Current meta data management products tend to be mainframe-oriented and rely on the use of a centralized meta data repository. Although this approach has been somewhat successful in the online
transaction processing (OLTP) systems world, it has met with limited success in the data warehouse environment because it cannot deal with the current state of the market and the technology.
While enterprise repository efforts require a centralized approach, most data warehouse environments today are distributed in nature. They consist of mixed architectures including enterprise data
warehouses, data warehouses, operational data stores (ODS), hybrids, and independent and federated data marts. Furthermore, most data warehouses are heterogeneous, using multiple vendors’
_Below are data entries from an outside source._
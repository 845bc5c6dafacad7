//! # Database Migrations
//!
//! Embedded SQL migrations from `migrations/sqlite/` at the workspace root.
//!
//! ## Adding New Migrations
//!
//! 1. Create `NNN_description.sql` with the next sequence number
//! 2. Write idempotent SQL (use `IF NOT EXISTS` where possible)
//! 3. **NEVER** modify existing migrations - always add new ones

use sqlx::SqlitePool;
use tracing::info;

use crate::error::DbResult;

static MIGRATOR: sqlx::migrate::Migrator = sqlx::migrate!("../../migrations/sqlite");

/// Runs all pending database migrations. Idempotent.
pub async fn run_migrations(pool: &SqlitePool) -> DbResult<()> {
    info!("Checking for pending migrations");
    MIGRATOR.run(pool).await?;
    info!("All migrations applied successfully");
    Ok(())
}

/// `(total, applied)` migration counts, for diagnostics.
pub async fn migration_status(pool: &SqlitePool) -> DbResult<(usize, usize)> {
    let total = MIGRATOR.migrations.len();
    let applied: i64 = sqlx::query_scalar("SELECT COUNT(*) FROM _sqlx_migrations")
        .fetch_one(pool)
        .await?;
    Ok((total, applied as usize))
}
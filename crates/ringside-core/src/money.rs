//! # Money Module
//!
//! Provides the `Money` type for stakes, pools, payouts and teller float.
//!
//! ## Why Integer Money?
//! ```text
//! ┌─────────────────────────────────────────────────────────────────────────┐
//! │  THE FLOATING POINT PROBLEM                                             │
//! │                                                                         │
//! │  With float odds:                                                       │
//! │    500 × 1.9 = 949.9999999999999  ❌ short-pays the bettor              │
//! │                                                                         │
//! │  OUR SOLUTION: Integer centavos × basis-point odds                      │
//! │    50_000 × 19_000 / 10_000 = 95_000 centavos = P950.00 exactly        │
//! │                                                                         │
//! └─────────────────────────────────────────────────────────────────────────┘
//! ```
//!
//! ## Usage
//! ```rust
//! use ringside_core::money::Money;
//! use ringside_core::types::Odds;
//!
//! let stake = Money::from_pesos(500);
//! let payout = stake.apply_odds(Odds::from_bps(19_000));
//! assert_eq!(payout.centavos(), 95_000);
//! ```

use serde::{Deserialize, Serialize};
use std::fmt;
use std::iter::Sum;
use std::ops::{Add, AddAssign, Sub, SubAssign};
use ts_rs::TS;

use crate::types::{CommissionRate, Odds};
use crate::BPS_SCALE;

// =============================================================================
// Money Type
// =============================================================================

/// A monetary value in centavos (1/100 peso).
///
/// ## Where Money is Used
/// ```text
/// ┌─────────────────────────────────────────────────────────────────────────┐
/// │  Wager.amount ──► EventRecord.<side>_pool ──► OddsEngine ──► odds      │
/// │       │                                                                 │
/// │       └──► amount × odds ──► payout ──► BalanceGate(float) ──► CASH_OUT│
/// └─────────────────────────────────────────────────────────────────────────┘
/// ```
#[derive(Debug, Clone, Copy, PartialEq, Eq, PartialOrd, Ord, Hash, Serialize, Deserialize, TS)]
#[ts(export)]
pub struct Money(i64);

impl Money {
    /// Creates a Money value from centavos.
    #[inline]
    pub const fn from_centavos(centavos: i64) -> Self {
        Money(centavos)
    }

    /// Creates a Money value from whole pesos.
    ///
    /// ## Example
    /// ```rust
    /// use ringside_core::money::Money;
    ///
    /// assert_eq!(Money::from_pesos(950).centavos(), 95_000);
    /// ```
    #[inline]
    pub const fn from_pesos(pesos: i64) -> Self {
        Money(pesos * 100)
    }

    /// Returns the value in centavos.
    #[inline]
    pub const fn centavos(&self) -> i64 {
        self.0
    }

    /// Returns the whole-peso portion (truncated toward zero).
    #[inline]
    pub const fn pesos(&self) -> i64 {
        self.0 / 100
    }

    /// Returns the centavo portion (always 0-99).
    #[inline]
    pub const fn centavos_part(&self) -> i64 {
        (self.0 % 100).abs()
    }

    #[inline]
    pub const fn zero() -> Self {
        Money(0)
    }

    #[inline]
    pub const fn is_zero(&self) -> bool {
        self.0 == 0
    }

    #[inline]
    pub const fn is_positive(&self) -> bool {
        self.0 > 0
    }

    #[inline]
    pub const fn is_negative(&self) -> bool {
        self.0 < 0
    }

    /// Multiplies a stake by decimal odds, rounding half up to the centavo.
    ///
    /// ## Implementation
    /// `(centavos * odds_bps + 5000) / 10000`, computed in i128.
    ///
    /// ## Example
    /// ```rust
    /// use ringside_core::money::Money;
    /// use ringside_core::types::Odds;
    ///
    /// // Draw pays 8.00x
    /// let payout = Money::from_pesos(100).apply_odds(Odds::from_bps(80_000));
    /// assert_eq!(payout, Money::from_pesos(800));
    /// ```
    pub fn apply_odds(&self, odds: Odds) -> Money {
        Money(scale_bps(self.0, odds.bps()))
    }

    /// The house share of this amount at the given commission rate.
    ///
    /// ## Example
    /// ```rust
    /// use ringside_core::money::Money;
    /// use ringside_core::types::CommissionRate;
    ///
    /// let commission = Money::from_pesos(2000).commission(CommissionRate::from_bps(1000));
    /// assert_eq!(commission, Money::from_pesos(200));
    /// ```
    pub fn commission(&self, rate: CommissionRate) -> Money {
        Money(scale_bps(self.0, rate.bps()))
    }

    /// Receipt formatting: peso sign, thousands separators, centavos only
    /// when non-zero (`P1,000`, `P950.50`).
    pub fn receipt_display(&self) -> String {
        let sign = if self.0 < 0 { "-" } else { "" };
        let whole = group_thousands(self.pesos().unsigned_abs());
        if self.centavos_part() == 0 {
            format!("{sign}P{whole}")
        } else {
            format!("{sign}P{whole}.{:02}", self.centavos_part())
        }
    }
}

fn scale_bps(centavos: i64, bps: u32) -> i64 {
    let scale = BPS_SCALE as i128;
    let product = centavos as i128 * bps as i128;
    let rounded = if product >= 0 {
        (product + scale / 2) / scale
    } else {
        (product - scale / 2) / scale
    };
    rounded as i64
}

fn group_thousands(mut value: u64) -> String {
    let mut groups = Vec::new();
    loop {
        if value < 1000 {
            groups.push(value.to_string());
            break;
        }
        groups.push(format!("{:03}", value % 1000));
        value /= 1000;
    }
    groups.reverse();
    groups.join(",")
}

// =============================================================================
// Trait Implementations
// =============================================================================

/// Always shows centavos (`P1,000.00`); see [`Money::receipt_display`] for
/// the printed form.
impl fmt::Display for Money {
    fn fmt(&self, f: &mut fmt::Formatter<'_>) -> fmt::Result {
        let sign = if self.0 < 0 { "-" } else { "" };
        write!(
            f,
            "{}P{}.{:02}",
            sign,
            group_thousands(self.pesos().unsigned_abs()),
            self.centavos_part()
        )
    }
}

impl Default for Money {
    fn default() -> Self {
        Money::zero()
    }
}

impl Add for Money {
    type Output = Self;

    #[inline]
    fn add(self, other: Self) -> Self {
        Money(self.0 + other.0)
    }
}

impl AddAssign for Money {
    #[inline]
    fn add_assign(&mut self, other: Self) {
        self.0 += other.0;
    }
}

impl Sub for Money {
    type Output = Self;

    #[inline]
    fn sub(self, other: Self) -> Self {
        Money(self.0 - other.0)
    }
}

impl SubAssign for Money {
    #[inline]
    fn sub_assign(&mut self, other: Self) {
        self.0 -= other.0;
    }
}

impl Sum for Money {
    fn sum<I: Iterator<Item = Money>>(iter: I) -> Self {
        iter.fold(Money::zero(), |acc, m| acc + m)
    }
}

// =============================================================================
// Unit Tests
// =============================================================================

#[cfg(test)]
mod tests {
    use super::*;

    #[test]
    fn test_from_pesos() {
        assert_eq!(Money::from_pesos(950).centavos(), 95_000);
        assert_eq!(Money::from_centavos(95_050).pesos(), 950);
        assert_eq!(Money::from_centavos(95_050).centavos_part(), 50);
    }

    #[test]
    fn test_display() {
        assert_eq!(Money::from_pesos(950).to_string(), "P950.00");
        assert_eq!(Money::from_centavos(123_456_789).to_string(), "P1,234,567.89");
        assert_eq!(Money::from_centavos(-550).to_string(), "-P5.50");
    }

    #[test]
    fn test_receipt_display_drops_zero_centavos() {
        assert_eq!(Money::from_pesos(1000).receipt_display(), "P1,000");
        assert_eq!(Money::from_centavos(95_050).receipt_display(), "P950.50");
        assert_eq!(Money::zero().receipt_display(), "P0");
    }

    #[test]
    fn test_apply_odds_is_exact_for_common_stakes() {
        let odds = Odds::from_bps(19_000);
        assert_eq!(Money::from_pesos(500).apply_odds(odds), Money::from_pesos(950));
        assert_eq!(Money::from_pesos(100).apply_odds(odds), Money::from_pesos(190));
        assert_eq!(Money::zero().apply_odds(odds), Money::zero());
    }

    #[test]
    fn test_apply_odds_rounds_half_up() {
        // 1 centavo × 1.5x = 1.5 centavos → 2
        assert_eq!(Money::from_centavos(1).apply_odds(Odds::from_bps(15_000)).centavos(), 2);
        // 1 centavo × 1.4x = 1.4 centavos → 1
        assert_eq!(Money::from_centavos(1).apply_odds(Odds::from_bps(14_000)).centavos(), 1);
    }

    #[test]
    fn test_commission() {
        let rate = CommissionRate::from_bps(1000);
        assert_eq!(Money::from_pesos(2000).commission(rate), Money::from_pesos(200));
        assert_eq!(Money::from_pesos(2000).commission(CommissionRate::zero()), Money::zero());
    }

    #[test]
    fn test_sum_and_arithmetic() {
        let total: Money = [100, 250, 650].into_iter().map(Money::from_pesos).sum();
        assert_eq!(total, Money::from_pesos(1000));

        let mut float = Money::from_pesos(1000);
        float -= Money::from_pesos(950);
        float += Money::from_pesos(10);
        assert_eq!(float, Money::from_pesos(60));
        assert!(float.is_positive());
        assert!((Money::zero() - float).is_negative());
    }
}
databases; extraction, transformation, and loading (ETL) tools; and business intelligence tools (OLAP [On-Line Analytical Processing], query, and reporting) — all distributed among various nodes
of the data warehouse environment.
In other words, the typical data warehouse consists of many different products, each generating its own meta data, which is then distributed around the various nodes of the data warehouse. Unless
you have implemented some sort of centralized or enterprise repository, this meta data has remained, for the most part, stranded at its own node and disconnected or unavailable to other systems and
Building a centralized or enterprise repository is a massive undertaking that requires a considerable organization-wide commitment to implementing standards for data warehouse tools and development
techniques. Some refer to it as an “all or nothing” approach to meta data management.
Enterprise repository efforts are difficult to implement, mainly due to scalability and integration issues, which are attributed to the lack of any real standards among data warehouse tools for
exchanging and sharing meta data. As a result, there are now several competing meta data standards/repository efforts under way to develop a common “industry standard” for the exchange of meta
data between development tools and business intelligence tools.
Most visible in this area is the Microsoft Repository effort (in conjunction with Platinum Technology). Microsoft’s main competition in this endeavor is the Object Management Group’s (OMG)
repository effort spearheaded by Oracle, IBM, and Unisys. The establishment of both of these standards will go a long way toward easing the difficulty of exchanging meta data in heterogeneous
warehouse environments. However, the industry will still find itself needing to support several meta data management standards.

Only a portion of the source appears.